→ **Assigned task**
Output each record exactly, with nothing omitted.

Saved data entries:
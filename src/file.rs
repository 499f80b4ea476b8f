// src/file.rs

use std::{
    error::Error,
    fs,
    path::Path,
};

use crate::specs::facilities::FacilityRecord;

/// Write `records` as a pretty-printed JSON array, replacing any existing file.
/// Non-ASCII text is written as-is (UTF-8), never `\u` escaped.
pub fn save_to_json(records: &[FacilityRecord], path: &Path) -> Result<(), Box<dyn Error>> {
    if let Some(parent) = path.parent() {
        if !parent.as_os_str().is_empty() {
            ensure_directory(parent)?;
        }
    }

    let contents = serde_json::to_string_pretty(records)?;
    fs::write(path, contents)?;
    logf!("wrote {} record(s) to {}", records.len(), path.display());
    Ok(())
}

pub fn ensure_directory(dir: &Path) -> Result<(), Box<dyn Error>> {
    if dir.exists() && !dir.is_dir() {
        return Err(format!("Path exists but is not a directory: {}", dir.display()).into());
    }
    if !dir.exists() {
        fs::create_dir_all(dir)?;
    }
    Ok(())
}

→ **Solution to this problem**
filename src/file.rs
repository 499f80b4ea476b8f
// src/file.rs

use std::{
    error::Error,
    fs,
    path::Path,
};

use crate::specs::facilities::FacilityRecord;

/// Write `records` as a pretty-printed JSON array, replacing any existing file.
/// Non-ASCII text is written as-is (UTF-8), never `\u` escaped.
pub fn save_to_json(records: &[FacilityRecord], path: &Path) -> Result<(), Box<dyn Error>> {
    if let Some(parent) = path.parent() {
        if !parent.as_os_str().is_empty() {
            ensure_directory(parent)?;
        }
    }

    let contents = serde_json::to_string_pretty(records)?;
    fs::write(path, contents)?;
    logf!("wrote {} record(s) to {}", records.len(), path.display());
    Ok(())
}

pub fn ensure_directory(dir: &Path) -> Result<(), Box<dyn Error>> {
    if dir.exists() && !dir.is_dir() {
        return Err(format!("Path exists but is not a directory: {}", dir.display()).into());
    }
    if !dir.exists() {
        fs::create_dir_all(dir)?;
    }
    Ok(())
}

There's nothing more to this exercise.